A High Fat Meal After Peat Smoke Inhalation Unmasks Latent Cardiometabolic Responses in Rats
Citation:
Martin, B., L. Thompson, Y. Kim, W. Williams, S. Snow, M. Schladweiler, P. Phillips, C. King, J. Richards, N. Coates, M. Higuchi, Ian Gilmour, U. Kodavanti, M. Hazari, AND A. Farraj. A High Fat Meal After Peat Smoke Inhalation Unmasks Latent Cardiometabolic Responses in Rats. Annual meeting of the Society of Tooxicology, San Antonio, Texas, March 11 - 16, 2018.
Impact/Purpose:
These findings point to the potential influence of day-to-day activities such as consumption of a high fat meal in modifying responses to air pollution. This may also help establish biological plausibility for the epidemiologic studies that link exposure to wildland fire air pollution to adverse health effects, particularly at ambient levels of exposure.
Description:
Stress tests are used clinically to uncover underlying disease and predict future cardiovascular risk.

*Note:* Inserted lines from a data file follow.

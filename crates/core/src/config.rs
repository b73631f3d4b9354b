// SPDX-License-Identifier: BUSL-1.1
// Copyright (c) 2026 Alfred Jean LLC

//! Explicit configuration for the broker.
//!
//! No hidden globals: every component is constructed with a `Config` value
//! rather than reaching for a `lazy_static` or singleton default.

use std::path::PathBuf;

const DEFAULT_PORT_MIN: u16 = 6100;
const DEFAULT_PORT_MAX: u16 = 6999;
const DEFAULT_GRACE_MS: u64 = 2000;
const DEFAULT_KILL_MS: u64 = 1000;
const DEFAULT_SPAWN_TIMEOUT_MS: u64 = 5000;
const DEFAULT_ADOPTION_GRACE_S: u64 = 30;
const DEFAULT_CLEANUP_INTERVAL_S: u64 = 60;
const DEFAULT_BASE_DIR: &str = "/var/lib/vnc-broker";

/// Configuration recognized by every broker component (`spec.md` §6).
#[derive(Debug, Clone, PartialEq, Eq)]
pub struct Config {
    /// Lower bound of the broker-managed WebSocket port range (inclusive).
    pub port_min: u16,
    /// Upper bound of the broker-managed WebSocket port range (inclusive).
    pub port_max: u16,
    /// Host used in generated VNC URLs.
    pub server_ip: String,
    /// Path to the durable port pool state document.
    pub state_file: PathBuf,
    /// Path to the advisory lock file.
    pub lock_file: PathBuf,
    /// Graceful-termination wait, in milliseconds, before a forceful kill.
    pub grace_ms: u64,
    /// Wait, in milliseconds, after a forceful kill before declaring failure.
    pub kill_ms: u64,
    /// Upper bound, in milliseconds, on one `Spawn` call.
    pub spawn_timeout_ms: u64,
    /// Age, in seconds, at which a pid-less allocation becomes eligible for
    /// reclamation by the reconciler.
    pub adoption_grace_s: u64,
    /// Cleanup daemon cadence, in seconds.
    pub cleanup_interval_s: u64,
    /// Filesystem path passed to `websockify --web`.
    pub novnc_web_root: PathBuf,
}

impl Config {
    /// Load configuration from the environment, falling back to the
    /// documented defaults (`spec.md` §6) for anything unset.
    pub fn load() -> Self {
        let base_dir = env_path("VNC_BASE_DIR", default_base_dir());

        Config {
            port_min: env_u16("VNC_PORT_MIN", DEFAULT_PORT_MIN),
            port_max: env_u16("VNC_PORT_MAX", DEFAULT_PORT_MAX),
            server_ip: std::env::var("VNC_SERVER_IP").unwrap_or_else(|_| "127.0.0.1".to_string()),
            state_file: env_path("VNC_STATE_FILE", base_dir.join("ws_ports.json")),
            lock_file: env_path("VNC_LOCK_FILE", base_dir.join("ws_ports.lock")),
            grace_ms: env_u64("VNC_GRACE_MS", DEFAULT_GRACE_MS),
            kill_ms: env_u64("VNC_KILL_MS", DEFAULT_KILL_MS),
            spawn_timeout_ms: env_u64("VNC_SPAWN_TIMEOUT_MS", DEFAULT_SPAWN_TIMEOUT_MS),
            adoption_grace_s: env_u64("VNC_ADOPTION_GRACE_S", DEFAULT_ADOPTION_GRACE_S),
            cleanup_interval_s: env_u64("VNC_CLEANUP_INTERVAL_S", DEFAULT_CLEANUP_INTERVAL_S),
            novnc_web_root: env_path("VNC_NOVNC_WEB_ROOT", base_dir.join("novnc")),
        }
    }

    /// Total number of ports in the managed range, inclusive.
    pub fn total_ports(&self) -> u32 {
        u32::from(self.port_max) - u32::from(self.port_min) + 1
    }
}

/// Resolve the state directory when `VNC_BASE_DIR` itself is unset:
/// `XDG_STATE_HOME/vnc-broker` > `~/.local/state/vnc-broker` > the static
/// system default, for hosts (e.g. a root-owned systemd unit) with neither
/// `XDG_STATE_HOME` nor `HOME` in its environment.
fn default_base_dir() -> PathBuf {
    if let Ok(xdg) = std::env::var("XDG_STATE_HOME") {
        return PathBuf::from(xdg).join("vnc-broker");
    }
    if let Ok(home) = std::env::var("HOME") {
        return PathBuf::from(home).join(".local/state/vnc-broker");
    }
    PathBuf::from(DEFAULT_BASE_DIR)
}

fn env_path(key: &str, default: PathBuf) -> PathBuf {
    std::env::var_os(key).map(PathBuf::from).unwrap_or(default)
}

fn env_u16(key: &str, default: u16) -> u16 {
    std::env::var(key)
        .ok()
        .and_then(|v| v.parse().ok())
        .unwrap_or(default)
}

fn env_u64(key: &str, default: u64) -> u64 {
    std::env::var(key)
        .ok()
        .and_then(|v| v.parse().ok())
        .unwrap_or(default)
}

#[cfg(test)]
#[path = "config_tests.rs"]
mod tests;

Previously, we used treadmill exercise stress in rats to reveal latent effects of air pollution inhalation. Other daily stressors, when modeled experimentally, may have similar utility. For example, consumption of a high fat (HF) meal causes transient vascular dysfunction, increases in LDL cholesterol, and oxidative stress. Given the ubiquity of Western diets, the aim of this study was to assess the effects of air pollution exposure on cardiovascular responses to a HF challenge. Healthy 3-month old male Wistar Kyoto rats were exposed once (1-hr) to filtered air (FA), or low (LP; 0.36 mg/m3 particulate matter) or high concentrations (HP; 3.30 mg/m3) of smoldering peat biomass smoke, a key wildland fire air pollution source. Rats were fasted overnight, then given an oral gavage of a HF suspension (60 kcal% from fat), mimicking a HF meal, 24-hr post-exposure. High frequency ultrasound to assess cardiac and superior mesenteric artery function, measurements of systemic lipids, hormones, and pulmonary and systemic inflammatory markers, and flow cytometry to assess circulating monocyte phenotype were carried out in un-gavaged rats, and/or in rats 2-hr or 6-hr post-gavage. Few effects were evident after peat exposure or gavage, alone. By contrast, exposure to LP increased heart isovolumic relaxation time and decreased serum glucose and insulin levels relative to FA 2-hr post-gavage and increased CD11 b/c-expressing monocytes 6-hr post-gavage. Exposure to HP increased serum total cholesterol, alpha-1 acid glycoprotein, and alpha-2 macroglobulin (p = 0.063) relative to FA 2-hr post-gavage and decreased serum corticosterone levels relative to FA (p = 0.085) at 6-hr post-gavage. Lastly, exposure to either LP or HP increased lung gamma-glutamyl transferase levels relative to FA 2-hr post-gavage. These data demonstrate the utility of HF challenge in revealing effects of air pollution that would otherwise be imperceptible, particularly at low exposure levels, and suggest exposure primes the body to heightened responses to pro-inflammatory triggers (This abstract does not reflect EPA policy).